Where `.ext` can be any of the supported file formats listed above.

#### Notes

- Ensure the file format matches the expected structure for the dataset and is listed as a supported format.
- The `--data-args` argument can be used to specify additional parameters for parsing the dataset, such as the prompt column name or the split to use.
- A processor/tokenizer is only required if `GUIDELLM__PREFERRED_PROMPT_TOKENS_SOURCE="local"` or `GUIDELLM__PREFERRED_OUTPUT_TOKENS_SOURCE="local"` is set in the environment. In this case, the processor/tokenizer must be specified using the `--processor` argument. If not set, the processor/tokenizer will be set to the model passed in or retrieved from the server.
- More information on the supported formats and additional args for the underlying use of `load_dataset` can be found in the [Hugging Face datasets documentation](https://huggingface.co/docs/datasets/en/loading#local-and-remote-files).

### In-Memory Datasets

In-memory datasets allow you to directly pass data as Python objects, making them ideal for quick prototyping and testing without the need to save data to disk.

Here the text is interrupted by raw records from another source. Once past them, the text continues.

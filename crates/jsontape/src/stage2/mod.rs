//! Stage 2: grammar validation and tape construction.
//!
//! A stack-less state machine walks the structural index stream produced by
//! stage 1. Instead of recursing into containers it records, per depth, the
//! tape position of the open cell and the state to resume after the scope
//! closes; `ScopeEnd` pops both. This is the plain-switch rendition of the
//! computed-goto dispatch the design calls for.

use crate::error::{Error, Result};
use crate::number::{parse_number, Number, STRUCTURAL_OR_WHITESPACE_OR_NULL};
use crate::strings::parse_string;
use crate::tape::{encode, TAPE_PAYLOAD_MASK};

/// Where to resume when the scope opened at this depth closes.
#[derive(Debug, Clone, Copy, PartialEq, Eq)]
pub(crate) enum RetState {
    ObjectContinue,
    ArrayContinue,
    Finish,
}

#[derive(Debug, Clone, Copy, PartialEq, Eq)]
enum State {
    ObjectBegin,
    ObjectKey,
    ObjectContinue,
    ArrayBegin,
    ArrayContinue,
    Finish,
}

fn resume_state(ret: RetState) -> State {
    match ret {
        RetState::ObjectContinue => State::ObjectContinue,
        RetState::ArrayContinue => State::ArrayContinue,
        RetState::Finish => State::Finish,
    }
}

pub(crate) fn is_valid_true_atom(buf: &[u8], idx: usize) -> bool {
    buf.len() >= idx + 5
        && &buf[idx..idx + 4] == b"true"
        && STRUCTURAL_OR_WHITESPACE_OR_NULL[buf[idx + 4] as usize]
}

pub(crate) fn is_valid_false_atom(buf: &[u8], idx: usize) -> bool {
    buf.len() >= idx + 6
        && &buf[idx..idx + 5] == b"false"
        && STRUCTURAL_OR_WHITESPACE_OR_NULL[buf[idx + 5] as usize]
}

pub(crate) fn is_valid_null_atom(buf: &[u8], idx: usize) -> bool {
    buf.len() >= idx + 5
        && &buf[idx..idx + 4] == b"null"
        && STRUCTURAL_OR_WHITESPACE_OR_NULL[buf[idx + 4] as usize]
}

/// Everything stage 2 reads and writes, borrowed from the parser context.
pub(crate) struct TapeBuilder<'a> {
    /// Padded input.
    buf: &'a [u8],
    /// Logical input length.
    len: usize,
    /// Structural index stream, sentinel and guard included.
    structurals: &'a [u32],
    /// Entry count including the sentinel.
    n_structurals: usize,
    tape: &'a mut Vec<u64>,
    strings: &'a mut Vec<u8>,
    /// Tape position of the open cell, per depth.
    containing_scope: &'a mut Vec<u32>,
    /// Resume state, per depth.
    ret_stack: &'a mut Vec<RetState>,
    /// Maximum container nesting.
    max_depth: usize,

    i: usize,
    idx: usize,
    c: u8,
    depth: usize,
}

impl<'a> TapeBuilder<'a> {
    #[allow(clippy::too_many_arguments)]
    pub(crate) fn new(
        buf: &'a [u8],
        len: usize,
        structurals: &'a [u32],
        n_structurals: usize,
        tape: &'a mut Vec<u64>,
        strings: &'a mut Vec<u8>,
        containing_scope: &'a mut Vec<u32>,
        ret_stack: &'a mut Vec<RetState>,
        max_depth: usize,
    ) -> Self {
        TapeBuilder {
            buf,
            len,
            structurals,
            n_structurals,
            tape,
            strings,
            containing_scope,
            ret_stack,
            max_depth,
            i: 0,
            idx: 0,
            c: 0,
            depth: 0,
        }
    }

    #[inline]
    fn advance(&mut self) -> u8 {
        self.idx = self.structurals[self.i] as usize;
        self.i += 1;
        self.c = self.buf[self.idx];
        self.c
    }

    #[inline]
    fn current_loc(&self) -> usize {
        self.tape.len()
    }

    #[inline]
    fn write_tape(&mut self, tag: u8, payload: u64) {
        self.tape.push(encode(tag, payload));
    }

    /// Or the payload into a previously written cell.
    #[inline]
    fn annotate(&mut self, at: usize, payload: u64) {
        self.tape[at] |= payload & TAPE_PAYLOAD_MASK;
    }

    fn write_number(&mut self, number: Number) {
        match number {
            Number::I64(v) => {
                self.write_tape(b'l', 0);
                self.tape.push(v as u64);
            }
            Number::U64(v) => {
                self.write_tape(b'u', 0);
                self.tape.push(v);
            }
            Number::F64(v) => {
                self.write_tape(b'd', 0);
                self.tape.push(v.to_bits());
            }
        }
    }

    fn parse_string_value(&mut self) -> Result<()> {
        let s = parse_string(self.buf, self.idx, self.strings)?;
        self.write_tape(b'"', s.payload as u64);
        Ok(())
    }

    fn parse_atom_at(&mut self, buf: &[u8], idx: usize) -> Result<()> {
        match self.c {
            b't' if is_valid_true_atom(buf, idx) => self.write_tape(b't', 0),
            b't' => return Err(Error::TrueAtomError),
            b'f' if is_valid_false_atom(buf, idx) => self.write_tape(b'f', 0),
            b'f' => return Err(Error::FalseAtomError),
            b'n' if is_valid_null_atom(buf, idx) => self.write_tape(b'n', 0),
            b'n' => return Err(Error::NullAtomError),
            _ => return Err(Error::UnexpectedError),
        }
        Ok(())
    }

    fn parse_number_at(&mut self, buf: &[u8], idx: usize) -> Result<()> {
        let number = parse_number(buf, idx)?;
        self.write_number(number);
        Ok(())
    }

    /// Opens a container scope, recording the resume state for its close.
    fn start_scope(&mut self, tag: u8, continue_state: RetState) -> Result<()> {
        if self.depth > self.max_depth {
            return Err(Error::DepthError);
        }
        self.containing_scope[self.depth] = self.current_loc() as u32;
        self.write_tape(tag, 0);
        self.ret_stack[self.depth] = continue_state;
        self.depth += 1;
        Ok(())
    }

    /// Closes the innermost scope: cross-links open and close cells and
    /// yields the recorded resume state.
    fn end_scope(&mut self) -> State {
        self.depth -= 1;
        let open = self.containing_scope[self.depth] as usize;
        let close = self.current_loc();
        self.write_tape(self.c, open as u64);
        self.annotate(open, close as u64);
        resume_state(self.ret_stack[self.depth])
    }

    /// Dispatches one non-root value token and returns the follow state.
    fn parse_value(&mut self, continue_state: RetState) -> Result<State> {
        match self.c {
            b'"' => {
                self.parse_string_value()?;
                Ok(resume_state(continue_state))
            }
            b't' | b'f' | b'n' => {
                let (buf, idx) = (self.buf, self.idx);
                self.parse_atom_at(buf, idx)?;
                Ok(resume_state(continue_state))
            }
            b'0'..=b'9' | b'-' => {
                let (buf, idx) = (self.buf, self.idx);
                self.parse_number_at(buf, idx)?;
                Ok(resume_state(continue_state))
            }
            b'{' => {
                self.start_scope(b'{', continue_state)?;
                Ok(State::ObjectBegin)
            }
            b'[' => {
                self.start_scope(b'[', continue_state)?;
                Ok(State::ArrayBegin)
            }
            _ => Err(Error::TapeError),
        }
    }

    /// A scalar at document root has no trailing structural to bound its
    /// token, so it parses from a space-terminated copy of the input.
    fn with_space_terminated_copy<F>(&mut self, f: F) -> Result<()>
    where
        F: FnOnce(&mut Self, &[u8], usize) -> Result<()>,
    {
        let mut copy = vec![0x20u8; self.len + crate::padded::PADDING];
        copy[..self.len].copy_from_slice(&self.buf[..self.len]);
        let idx = self.idx;
        f(self, &copy, idx)
    }

    /// Runs the machine to completion.
    pub(crate) fn run(mut self) -> Result<()> {
        self.tape.clear();
        self.strings.clear();

        // Root scope. Cell 0 is annotated with the final cell's position
        // when the document closes.
        self.containing_scope[0] = 0;
        self.write_tape(b'r', 0);
        self.ret_stack[0] = RetState::Finish;
        self.depth = 1;

        self.advance();
        let mut state = match self.c {
            b'{' => {
                self.start_scope(b'{', RetState::Finish)?;
                State::ObjectBegin
            }
            b'[' => {
                self.start_scope(b'[', RetState::Finish)?;
                State::ArrayBegin
            }
            b'"' => {
                self.parse_string_value()?;
                State::Finish
            }
            b't' | b'f' | b'n' => {
                self.with_space_terminated_copy(|s, copy, idx| s.parse_atom_at(copy, idx))?;
                State::Finish
            }
            b'0'..=b'9' | b'-' => {
                self.with_space_terminated_copy(|s, copy, idx| s.parse_number_at(copy, idx))?;
                State::Finish
            }
            _ => return Err(Error::TapeError),
        };

        loop {
            state = match state {
                State::ObjectBegin => {
                    self.advance();
                    match self.c {
                        b'"' => {
                            self.parse_string_value()?;
                            State::ObjectKey
                        }
                        b'}' => self.end_scope(),
                        _ => return Err(Error::TapeError),
                    }
                }
                State::ObjectKey => {
                    if self.advance() != b':' {
                        return Err(Error::TapeError);
                    }
                    self.advance();
                    self.parse_value(RetState::ObjectContinue)?
                }
                State::ObjectContinue => match self.advance() {
                    b',' => {
                        if self.advance() != b'"' {
                            return Err(Error::TapeError);
                        }
                        self.parse_string_value()?;
                        State::ObjectKey
                    }
                    b'}' => self.end_scope(),
                    _ => return Err(Error::TapeError),
                },
                State::ArrayBegin => {
                    self.advance();
                    if self.c == b']' {
                        self.end_scope()
                    } else {
                        self.parse_value(RetState::ArrayContinue)?
                    }
                }
                State::ArrayContinue => match self.advance() {
                    b',' => {
                        self.advance();
                        self.parse_value(RetState::ArrayContinue)?
                    }
                    b']' => self.end_scope(),
                    _ => return Err(Error::TapeError),
                },
                State::Finish => {
                    // The cursor must rest exactly on the sentinel.
                    if self.i + 1 != self.n_structurals {
                        return Err(Error::TapeError);
                    }
                    self.depth -= 1;
                    if self.depth != 0 {
                        return Err(Error::TapeError);
                    }
                    let open = self.containing_scope[0] as usize;
                    let close = self.current_loc();
                    self.annotate(open, close as u64);
                    self.write_tape(b'r', 0);
                    return Ok(());
                }
            };
        }
    }
}

#[cfg(test)]
mod tests {
    // Stage 2 is exercised end to end through the parser; see the crate
    // test tree. The atom validators get direct coverage here because their
    // terminator handling is easy to get subtly wrong.
    use super::{is_valid_false_atom, is_valid_null_atom, is_valid_true_atom};

    #[test]
    fn atoms_require_exact_spelling_and_a_terminator() {
        assert!(is_valid_true_atom(b"true,xxxx", 0));
        assert!(is_valid_true_atom(b"true\0xxxx", 0));
        assert!(!is_valid_true_atom(b"truexxxxx", 0));
        assert!(!is_valid_true_atom(b"trux,xxxx", 0));
        assert!(is_valid_false_atom(b"false]xxx", 0));
        assert!(!is_valid_false_atom(b"falsyxxxx", 0));
        assert!(is_valid_null_atom(b"null}xxxx", 0));
        assert!(!is_valid_null_atom(b"nul,xxxxx", 0));
    }
}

#### Supported Formats with Examples

- **Dictionary of columns and values**: Where each key is a column name and the values are lists of data points. The keys should include `prompt` or other common names for the prompt which will be used as the prompt column. Additional columns can be included based on the previously mentioned aliases for the `--data-args` argument.
```python
{
"column1": ["value1", "value2"],
"column2": ["value3", "value4"]
}
```
- **List of dictionaries**: Where each dictionary represents a single data point with key-value pairs. The dictionaries should include `prompt` or other common names for the prompt which will be used as the prompt column. Additional fields can be included based on the previously mentioned aliases for the `--data-args` argument.
```python
[
{"column1": "value1", "column2": "value3"},
{"column1": "value2", "column2": "value4"}
]
```
- **List of items**: Where each item is a single data point. The items should include `prompt` or other common names for the prompt which will be used as the prompt column. Additional fields can be included based on the previously mentioned aliases for the `--data-args` argument.
```python
[
"value1",
"value2",
"value3"
]

```

#### Example Usage

```python
from guidellm.benchmark import benchmark_generative_text

data = [
{"prompt": "Hello", "output": "Hi"},
{"prompt": "How are you?", "output": "I'm fine."}
]

benchmark_generative_text(data=data, ...)
```

#### Notes

- Ensure that the data format is consistent and adheres to one of the supported structures.
- For dictionaries, all columns must have the same number of samples.
- For lists of dictionaries, all items must have the same keys.
- For lists of items, all elements must be of the same type.
- A processor/tokenizer is only required if `GUIDELLM__PREFERRED_PROMPT_TOKENS_SOURCE="local"` or `GUIDELLM__PREFERRED_OUTPUT_TOKENS_SOURCE="local"` is set in the environment. In this case, the processor/tokenizer must be specified using the `--processor` argument. If not set, the processor/tokenizer will be set to the model passed in or retrieved from the server.